* _Task requirements_:
Copy exactly the lines of the records below, and only those lines, beginning with the line that contains "use gtk4::prelude::*;" and ending with the line that contains "const APP_ID: &str".
Source material: Begin
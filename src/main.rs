use anyhow::Result;
use clap::Parser;
use gtk4::prelude::*;
use gtk4::Application;
use log::{error, info, warn};
use shredder::config;
use shredder::ui::{MainView, MainWindow, SettingsView};
use std::path::PathBuf;

const APP_ID: &str = "org.gnome.Shredder";

/// Shredder - find and remove duplicate files
#[derive(Parser, Debug, Clone)]
#[command(name = "shredder")]
#[command(author, version, about, long_about = None)]
struct Cli {
    /// Debug verbosity level (0=quiet, 1=info, 2=debug, 3=trace)
    #[arg(short = 'd', long = "debug", value_name = "LEVEL", default_value = "0")]
    debug: u8,

    /// Load the settings schema from a JSON file instead of the built-in one
    #[arg(long = "schema", value_name = "FILE")]
    schema: Option<PathBuf>,

    /// Store settings in this file instead of the user config directory
    #[arg(long = "settings-file", value_name = "FILE")]
    settings_file: Option<PathBuf>,

    /// Print the effective value of every setting as JSON and exit
    #[arg(long = "print-settings")]
    print_settings: bool,
}

fn main() {
    let cli = Cli::parse();

    // Level 0 (default): warn only
    // Level 1: info
    // Level 2: debug
    // Level 3+: trace
    let log_level = match cli.debug {
        0 => "warn",
        1 => "info",
        2 => "debug",
        _ => "trace",
    };
    // Allow RUST_LOG to override CLI setting
    env_logger::Builder::from_env(env_logger::Env::default().default_filter_or(log_level)).init();

    info!("Starting Shredder v{}", env!("CARGO_PKG_VERSION"));

    if cli.print_settings {
        if let Err(e) = print_settings(&cli) {
            error!("Failed to print settings: {:#}", e);
            std::process::exit(1);
        }
        return;
    }

    let app = Application::builder().application_id(APP_ID).build();

    let cli_for_activate = cli.clone();
    app.connect_activate(move |app| {
        if let Err(e) = build_ui(app, &cli_for_activate) {
            error!("Failed to start: {:#}", e);
            app.quit();
        }
    });

    // Arguments were parsed already
    app.run_with_args(&["shredder"]);
}

fn print_settings(cli: &Cli) -> Result<()> {
    let settings = config::open_settings(cli.schema.as_deref(), cli.settings_file.as_deref())?;
    let values = config::effective_values(&settings)?;
    println!("{}", serde_json::to_string_pretty(&values)?);
    Ok(())
}

fn build_ui(app: &Application, cli: &Cli) -> Result<()> {
    let settings = config::open_settings(cli.schema.as_deref(), cli.settings_file.as_deref())?;
    if settings.list_keys().is_empty() {
        warn!("Settings schema '{}' has no keys", settings.schema().id);
    }

    let window = MainWindow::new(app, &settings);
    window.add_view(MainView::new(&window));
    window.add_view(SettingsView::new(&settings, &window));
    window.switch_to("main");
    window.present();

    Ok(())
}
Source material: End
* _Completed exercise_:
use gtk4::prelude::*;
use gtk4::Application;
use log::{error, info, warn};
use shredder::config;
use shredder::ui::{MainView, MainWindow, SettingsView};
use std::path::PathBuf;

const APP_ID: &str = "org.gnome.Shredder";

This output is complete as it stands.